Dataset entries:
-- -- --

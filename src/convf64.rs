#[allow(rustdoc::broken_intra_doc_links)]
/// Conversion between a type and [`f64`].
///
/// The conversions may be lossy. They are used where a computation is only
/// available in `f64`: eigenvalue backends without native support for a
/// scalar, and the Python bindings, which exchange `f64` with Python and may
/// design in [`num_bigfloat::BigFloat`] internally.
pub trait Convf64 {
    /// Converts self to an `f64`, possibly in a lossy way.
    fn to_f64(&self) -> f64;

    /// Converts an `f64` to the type `Self`, possibly in a lossy way.
    fn from_f64(x: f64) -> Self;
}

impl Convf64 for f32 {
    fn to_f64(&self) -> f64 {
        (*self).into()
    }

    fn from_f64(x: f64) -> f32 {
        x as f32
    }
}

impl Convf64 for f64 {
    fn to_f64(&self) -> f64 {
        *self
    }

    fn from_f64(x: f64) -> f64 {
        x
    }
}

#[cfg(feature = "num-bigfloat")]
impl Convf64 for num_bigfloat::BigFloat {
    fn to_f64(&self) -> f64 {
        self.to_f64()
    }

    fn from_f64(x: f64) -> Self {
        x.into()
    }
}

#[cfg(test)]
mod test {
    use super::*;

    #[test]
    fn lossy_conversions() {
        assert_eq!(Convf64::to_f64(&0.5f32), 0.5);
        assert_eq!(<f32 as Convf64>::from_f64(0.1), 0.1f32);
        assert_eq!(<f64 as Convf64>::from_f64(0.1), 0.1);
    }

    #[cfg(feature = "num-bigfloat")]
    #[test]
    fn bigfloat() {
        let x = <num_bigfloat::BigFloat as Convf64>::from_f64(1.5);
        assert_eq!(Convf64::to_f64(&x), 1.5);
    }
}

-- -- --

• ASSIGNED TASK:
The lines to return are those with the string "possibly" in them; copy each from the entries above.

• RESPONSE FOR THIS EXERCISE:
    /// Converts self to an `f64`, possibly in a lossy way.
    /// Converts an `f64` to the type `Self`, possibly in a lossy way.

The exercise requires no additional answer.